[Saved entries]
>>>>>
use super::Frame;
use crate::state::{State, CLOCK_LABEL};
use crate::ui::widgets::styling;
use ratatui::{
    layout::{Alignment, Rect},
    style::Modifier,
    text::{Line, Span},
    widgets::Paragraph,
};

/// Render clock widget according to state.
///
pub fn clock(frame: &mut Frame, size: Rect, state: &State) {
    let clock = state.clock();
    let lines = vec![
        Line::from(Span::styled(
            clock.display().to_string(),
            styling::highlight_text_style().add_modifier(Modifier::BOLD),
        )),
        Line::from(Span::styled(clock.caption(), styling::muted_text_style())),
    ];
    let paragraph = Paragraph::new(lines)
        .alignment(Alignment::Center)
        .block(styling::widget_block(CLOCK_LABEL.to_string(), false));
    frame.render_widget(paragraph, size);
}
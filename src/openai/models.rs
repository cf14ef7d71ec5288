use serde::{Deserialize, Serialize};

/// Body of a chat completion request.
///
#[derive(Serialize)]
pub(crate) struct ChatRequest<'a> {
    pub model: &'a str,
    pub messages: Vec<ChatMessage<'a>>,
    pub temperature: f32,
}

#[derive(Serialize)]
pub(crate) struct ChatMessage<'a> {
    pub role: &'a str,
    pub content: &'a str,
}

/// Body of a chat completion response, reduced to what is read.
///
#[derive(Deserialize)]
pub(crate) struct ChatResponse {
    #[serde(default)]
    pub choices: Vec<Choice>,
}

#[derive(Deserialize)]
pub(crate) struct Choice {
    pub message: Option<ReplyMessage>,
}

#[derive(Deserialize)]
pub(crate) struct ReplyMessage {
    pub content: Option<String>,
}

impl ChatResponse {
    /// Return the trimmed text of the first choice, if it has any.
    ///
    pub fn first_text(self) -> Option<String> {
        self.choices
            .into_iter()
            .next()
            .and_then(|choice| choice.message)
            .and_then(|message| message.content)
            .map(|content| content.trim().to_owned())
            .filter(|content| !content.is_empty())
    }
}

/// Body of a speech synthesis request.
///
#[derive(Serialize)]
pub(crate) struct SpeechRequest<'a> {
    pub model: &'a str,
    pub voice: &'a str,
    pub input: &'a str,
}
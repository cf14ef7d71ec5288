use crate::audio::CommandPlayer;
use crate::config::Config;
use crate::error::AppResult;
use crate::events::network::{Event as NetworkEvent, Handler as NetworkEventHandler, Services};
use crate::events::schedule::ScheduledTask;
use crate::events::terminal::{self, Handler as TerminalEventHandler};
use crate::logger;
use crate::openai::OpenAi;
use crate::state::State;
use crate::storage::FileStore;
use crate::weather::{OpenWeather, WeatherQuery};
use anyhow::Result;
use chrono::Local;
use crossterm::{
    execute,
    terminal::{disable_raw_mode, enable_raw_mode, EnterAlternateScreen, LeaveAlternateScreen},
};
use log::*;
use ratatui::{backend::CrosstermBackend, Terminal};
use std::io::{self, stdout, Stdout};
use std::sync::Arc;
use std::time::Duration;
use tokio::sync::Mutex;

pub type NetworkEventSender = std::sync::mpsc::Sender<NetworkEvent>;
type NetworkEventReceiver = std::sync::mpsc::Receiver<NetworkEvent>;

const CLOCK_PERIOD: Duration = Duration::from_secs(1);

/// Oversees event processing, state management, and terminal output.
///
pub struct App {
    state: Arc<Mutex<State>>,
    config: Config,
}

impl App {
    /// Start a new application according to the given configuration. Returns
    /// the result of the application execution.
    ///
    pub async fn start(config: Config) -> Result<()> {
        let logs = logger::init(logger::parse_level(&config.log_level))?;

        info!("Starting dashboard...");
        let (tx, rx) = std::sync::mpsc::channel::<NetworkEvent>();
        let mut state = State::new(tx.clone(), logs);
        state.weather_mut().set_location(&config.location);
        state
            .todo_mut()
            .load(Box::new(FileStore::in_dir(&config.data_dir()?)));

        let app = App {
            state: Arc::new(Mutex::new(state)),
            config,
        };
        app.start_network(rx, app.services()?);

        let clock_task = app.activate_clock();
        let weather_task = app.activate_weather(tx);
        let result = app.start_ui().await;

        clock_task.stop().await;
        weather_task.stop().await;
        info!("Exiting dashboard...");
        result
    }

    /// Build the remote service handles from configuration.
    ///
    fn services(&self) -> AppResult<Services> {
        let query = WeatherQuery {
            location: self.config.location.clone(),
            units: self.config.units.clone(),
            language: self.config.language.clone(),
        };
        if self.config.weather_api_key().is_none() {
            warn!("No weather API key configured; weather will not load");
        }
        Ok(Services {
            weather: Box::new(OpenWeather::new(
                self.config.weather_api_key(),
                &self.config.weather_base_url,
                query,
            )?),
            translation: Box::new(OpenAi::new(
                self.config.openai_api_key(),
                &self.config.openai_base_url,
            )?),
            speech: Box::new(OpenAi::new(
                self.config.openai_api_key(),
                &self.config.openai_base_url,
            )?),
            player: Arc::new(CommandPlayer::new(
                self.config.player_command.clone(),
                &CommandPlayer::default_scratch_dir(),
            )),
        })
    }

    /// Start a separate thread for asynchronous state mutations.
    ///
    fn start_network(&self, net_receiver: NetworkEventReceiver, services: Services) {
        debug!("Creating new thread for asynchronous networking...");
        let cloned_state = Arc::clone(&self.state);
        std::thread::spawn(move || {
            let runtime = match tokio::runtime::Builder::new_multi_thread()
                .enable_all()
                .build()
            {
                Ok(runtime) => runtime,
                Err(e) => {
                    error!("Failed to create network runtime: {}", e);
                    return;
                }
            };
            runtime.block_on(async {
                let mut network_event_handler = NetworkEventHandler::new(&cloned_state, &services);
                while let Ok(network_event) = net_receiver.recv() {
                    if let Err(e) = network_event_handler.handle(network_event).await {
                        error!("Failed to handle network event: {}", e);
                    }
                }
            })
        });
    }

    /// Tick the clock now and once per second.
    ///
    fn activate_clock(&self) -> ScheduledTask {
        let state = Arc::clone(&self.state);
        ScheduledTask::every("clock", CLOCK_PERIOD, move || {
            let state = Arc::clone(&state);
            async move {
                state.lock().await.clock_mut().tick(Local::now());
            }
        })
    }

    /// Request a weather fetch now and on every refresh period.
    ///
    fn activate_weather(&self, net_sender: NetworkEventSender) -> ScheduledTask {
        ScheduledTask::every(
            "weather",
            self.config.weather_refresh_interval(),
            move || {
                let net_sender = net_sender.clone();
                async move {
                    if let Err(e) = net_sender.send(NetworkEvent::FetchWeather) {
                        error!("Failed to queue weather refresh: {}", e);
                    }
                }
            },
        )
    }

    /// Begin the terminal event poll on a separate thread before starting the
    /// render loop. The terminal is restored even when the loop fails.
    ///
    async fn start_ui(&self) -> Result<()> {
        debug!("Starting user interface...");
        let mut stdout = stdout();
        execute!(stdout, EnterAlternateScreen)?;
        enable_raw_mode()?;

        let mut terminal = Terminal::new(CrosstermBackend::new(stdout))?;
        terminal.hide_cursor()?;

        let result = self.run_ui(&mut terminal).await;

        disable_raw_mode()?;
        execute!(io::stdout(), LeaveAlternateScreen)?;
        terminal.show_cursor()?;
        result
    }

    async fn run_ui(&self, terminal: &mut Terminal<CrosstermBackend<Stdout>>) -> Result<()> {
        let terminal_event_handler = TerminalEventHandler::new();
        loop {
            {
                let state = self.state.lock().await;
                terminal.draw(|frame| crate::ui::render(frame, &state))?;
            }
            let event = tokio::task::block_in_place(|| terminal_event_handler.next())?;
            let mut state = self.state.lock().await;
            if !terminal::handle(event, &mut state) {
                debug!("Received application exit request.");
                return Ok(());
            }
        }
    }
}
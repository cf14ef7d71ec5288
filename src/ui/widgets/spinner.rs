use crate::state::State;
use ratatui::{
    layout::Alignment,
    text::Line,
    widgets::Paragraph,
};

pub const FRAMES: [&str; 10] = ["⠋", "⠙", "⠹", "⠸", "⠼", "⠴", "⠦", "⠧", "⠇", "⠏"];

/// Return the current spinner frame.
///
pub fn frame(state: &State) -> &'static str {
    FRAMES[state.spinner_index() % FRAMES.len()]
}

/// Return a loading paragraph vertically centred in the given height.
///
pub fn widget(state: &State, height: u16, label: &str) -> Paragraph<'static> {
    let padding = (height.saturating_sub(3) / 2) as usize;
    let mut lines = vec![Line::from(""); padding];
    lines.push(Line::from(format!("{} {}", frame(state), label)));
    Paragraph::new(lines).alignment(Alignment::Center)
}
<<<<<
* _What is being asked_
Which lines above run from the one containing "pub voice: &'a" down to the one containing "use crate::events::schedule::ScheduledTask;"? Repeat exactly those, both ends included, and nothing else.

* _Task response_
    pub voice: &'a str,
    pub input: &'a str,
}
repository cf14ef7d71ec5288
use crate::audio::CommandPlayer;
use crate::config::Config;
use crate::error::AppResult;
use crate::events::network::{Event as NetworkEvent, Handler as NetworkEventHandler, Services};
use crate::events::schedule::ScheduledTask;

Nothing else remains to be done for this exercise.